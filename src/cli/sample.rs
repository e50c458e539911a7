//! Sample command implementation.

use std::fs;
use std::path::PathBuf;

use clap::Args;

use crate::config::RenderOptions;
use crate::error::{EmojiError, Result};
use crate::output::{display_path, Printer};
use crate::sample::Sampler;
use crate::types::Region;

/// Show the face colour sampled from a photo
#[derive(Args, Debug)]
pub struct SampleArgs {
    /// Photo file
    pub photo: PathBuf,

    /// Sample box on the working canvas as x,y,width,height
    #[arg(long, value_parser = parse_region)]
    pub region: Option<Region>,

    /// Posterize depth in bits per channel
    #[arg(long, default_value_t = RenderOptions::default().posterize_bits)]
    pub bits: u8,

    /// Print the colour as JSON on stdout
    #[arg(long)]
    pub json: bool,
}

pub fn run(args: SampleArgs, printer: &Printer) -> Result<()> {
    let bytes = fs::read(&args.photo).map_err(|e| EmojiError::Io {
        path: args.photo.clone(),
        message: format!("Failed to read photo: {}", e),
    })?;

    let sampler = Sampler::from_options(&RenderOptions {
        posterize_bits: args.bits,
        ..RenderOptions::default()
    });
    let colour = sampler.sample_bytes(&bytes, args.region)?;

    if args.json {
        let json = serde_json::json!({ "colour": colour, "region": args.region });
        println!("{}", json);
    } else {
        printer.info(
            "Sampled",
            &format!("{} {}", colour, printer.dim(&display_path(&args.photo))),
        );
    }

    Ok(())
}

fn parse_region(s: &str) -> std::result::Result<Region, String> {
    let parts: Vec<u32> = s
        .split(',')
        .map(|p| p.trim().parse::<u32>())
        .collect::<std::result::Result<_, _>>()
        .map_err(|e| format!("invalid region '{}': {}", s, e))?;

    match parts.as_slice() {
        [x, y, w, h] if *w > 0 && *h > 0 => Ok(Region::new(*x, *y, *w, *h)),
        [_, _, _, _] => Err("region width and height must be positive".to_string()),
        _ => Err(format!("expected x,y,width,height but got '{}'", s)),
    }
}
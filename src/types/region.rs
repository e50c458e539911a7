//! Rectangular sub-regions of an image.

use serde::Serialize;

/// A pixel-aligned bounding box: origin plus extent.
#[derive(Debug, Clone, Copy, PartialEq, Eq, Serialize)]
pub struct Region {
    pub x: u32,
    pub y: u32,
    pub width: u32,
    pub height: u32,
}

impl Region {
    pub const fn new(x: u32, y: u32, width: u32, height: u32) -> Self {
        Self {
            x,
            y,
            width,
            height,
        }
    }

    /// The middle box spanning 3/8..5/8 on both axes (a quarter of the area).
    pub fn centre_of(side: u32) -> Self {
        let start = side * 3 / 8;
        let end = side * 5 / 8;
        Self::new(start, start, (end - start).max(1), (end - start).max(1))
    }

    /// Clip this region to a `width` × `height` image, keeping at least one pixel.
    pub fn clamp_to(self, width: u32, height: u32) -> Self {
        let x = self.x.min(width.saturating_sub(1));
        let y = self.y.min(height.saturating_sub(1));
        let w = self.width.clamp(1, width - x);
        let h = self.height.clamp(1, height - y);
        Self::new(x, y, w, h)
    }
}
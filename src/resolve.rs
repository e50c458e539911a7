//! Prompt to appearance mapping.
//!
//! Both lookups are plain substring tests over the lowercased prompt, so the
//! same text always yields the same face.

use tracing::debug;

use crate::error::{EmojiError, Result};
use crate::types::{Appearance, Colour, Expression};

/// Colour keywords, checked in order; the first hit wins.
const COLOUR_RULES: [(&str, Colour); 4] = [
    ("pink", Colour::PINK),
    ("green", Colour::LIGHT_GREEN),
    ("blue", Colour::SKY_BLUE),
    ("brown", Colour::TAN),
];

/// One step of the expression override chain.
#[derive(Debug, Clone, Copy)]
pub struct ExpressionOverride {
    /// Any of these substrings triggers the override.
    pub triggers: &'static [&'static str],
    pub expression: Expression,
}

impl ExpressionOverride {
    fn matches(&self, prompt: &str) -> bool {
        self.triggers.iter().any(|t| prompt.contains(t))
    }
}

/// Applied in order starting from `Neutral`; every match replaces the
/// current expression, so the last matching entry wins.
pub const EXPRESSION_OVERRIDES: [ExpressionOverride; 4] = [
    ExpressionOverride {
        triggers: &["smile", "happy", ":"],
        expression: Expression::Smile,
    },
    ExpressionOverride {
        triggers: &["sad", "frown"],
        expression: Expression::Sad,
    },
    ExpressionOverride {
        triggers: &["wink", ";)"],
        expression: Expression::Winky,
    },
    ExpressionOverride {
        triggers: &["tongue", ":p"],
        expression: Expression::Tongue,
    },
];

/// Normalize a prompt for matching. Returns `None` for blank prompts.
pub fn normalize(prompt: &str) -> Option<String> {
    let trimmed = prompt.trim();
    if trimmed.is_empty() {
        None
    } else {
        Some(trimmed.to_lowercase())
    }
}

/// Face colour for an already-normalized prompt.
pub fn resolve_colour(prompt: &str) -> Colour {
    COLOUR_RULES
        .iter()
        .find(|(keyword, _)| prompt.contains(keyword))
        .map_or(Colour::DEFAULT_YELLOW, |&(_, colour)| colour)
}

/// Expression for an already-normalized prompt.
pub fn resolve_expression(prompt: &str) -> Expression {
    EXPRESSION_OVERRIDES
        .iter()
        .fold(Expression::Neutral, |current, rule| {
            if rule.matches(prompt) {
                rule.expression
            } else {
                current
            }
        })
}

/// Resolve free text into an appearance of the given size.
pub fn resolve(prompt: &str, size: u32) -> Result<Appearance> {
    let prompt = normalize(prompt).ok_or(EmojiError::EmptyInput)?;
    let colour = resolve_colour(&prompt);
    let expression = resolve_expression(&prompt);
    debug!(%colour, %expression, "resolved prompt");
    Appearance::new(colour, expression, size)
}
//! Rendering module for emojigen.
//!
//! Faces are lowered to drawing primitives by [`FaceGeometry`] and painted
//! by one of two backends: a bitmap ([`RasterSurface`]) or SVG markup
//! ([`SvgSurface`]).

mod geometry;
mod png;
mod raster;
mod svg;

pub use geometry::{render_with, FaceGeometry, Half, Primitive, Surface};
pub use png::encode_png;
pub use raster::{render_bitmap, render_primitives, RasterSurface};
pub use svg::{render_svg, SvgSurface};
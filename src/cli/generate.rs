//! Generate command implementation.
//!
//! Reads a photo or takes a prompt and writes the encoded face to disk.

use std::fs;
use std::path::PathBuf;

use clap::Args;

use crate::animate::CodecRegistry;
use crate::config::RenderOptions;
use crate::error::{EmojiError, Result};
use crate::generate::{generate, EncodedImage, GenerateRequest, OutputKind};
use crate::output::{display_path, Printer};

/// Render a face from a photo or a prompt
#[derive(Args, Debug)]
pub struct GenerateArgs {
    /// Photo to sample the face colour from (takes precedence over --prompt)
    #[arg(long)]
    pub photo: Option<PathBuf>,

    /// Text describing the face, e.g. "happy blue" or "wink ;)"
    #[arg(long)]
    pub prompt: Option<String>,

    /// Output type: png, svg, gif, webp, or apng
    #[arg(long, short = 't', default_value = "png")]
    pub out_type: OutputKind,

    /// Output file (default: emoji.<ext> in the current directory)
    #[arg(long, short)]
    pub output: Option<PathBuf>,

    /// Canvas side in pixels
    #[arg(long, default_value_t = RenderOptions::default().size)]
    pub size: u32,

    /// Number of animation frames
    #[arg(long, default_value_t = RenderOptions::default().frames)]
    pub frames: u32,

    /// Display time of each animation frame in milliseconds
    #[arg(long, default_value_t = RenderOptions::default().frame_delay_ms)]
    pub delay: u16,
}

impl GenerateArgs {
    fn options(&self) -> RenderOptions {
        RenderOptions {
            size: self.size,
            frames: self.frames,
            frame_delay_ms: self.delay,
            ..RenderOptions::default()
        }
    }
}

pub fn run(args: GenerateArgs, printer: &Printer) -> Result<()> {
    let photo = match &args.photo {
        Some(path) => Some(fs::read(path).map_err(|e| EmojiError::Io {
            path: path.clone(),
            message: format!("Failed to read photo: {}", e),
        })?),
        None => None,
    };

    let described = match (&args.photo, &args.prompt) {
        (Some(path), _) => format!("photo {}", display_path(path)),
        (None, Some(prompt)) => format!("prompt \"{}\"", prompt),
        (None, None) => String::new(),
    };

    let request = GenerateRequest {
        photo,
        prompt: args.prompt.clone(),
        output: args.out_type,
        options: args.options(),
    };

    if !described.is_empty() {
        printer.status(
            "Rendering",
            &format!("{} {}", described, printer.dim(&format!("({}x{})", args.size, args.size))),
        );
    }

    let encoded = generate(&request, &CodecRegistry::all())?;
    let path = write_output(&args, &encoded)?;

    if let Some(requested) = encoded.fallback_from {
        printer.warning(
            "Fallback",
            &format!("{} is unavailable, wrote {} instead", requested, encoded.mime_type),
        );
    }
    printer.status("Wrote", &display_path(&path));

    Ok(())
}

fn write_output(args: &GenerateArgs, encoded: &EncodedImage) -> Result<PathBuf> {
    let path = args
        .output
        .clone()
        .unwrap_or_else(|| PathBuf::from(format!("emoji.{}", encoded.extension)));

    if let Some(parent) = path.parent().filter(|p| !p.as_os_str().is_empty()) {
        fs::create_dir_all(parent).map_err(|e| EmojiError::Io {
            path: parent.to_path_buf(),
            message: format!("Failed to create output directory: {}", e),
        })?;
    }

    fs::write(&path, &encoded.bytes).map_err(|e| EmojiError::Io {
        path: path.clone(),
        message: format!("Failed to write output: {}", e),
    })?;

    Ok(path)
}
------------
**Task brief:**
Whenever a line of the data includes "struct", copy that line.

**Your solution:**
pub struct SampleArgs {
pub struct Region {
pub struct ExpressionOverride {
pub struct GenerateArgs {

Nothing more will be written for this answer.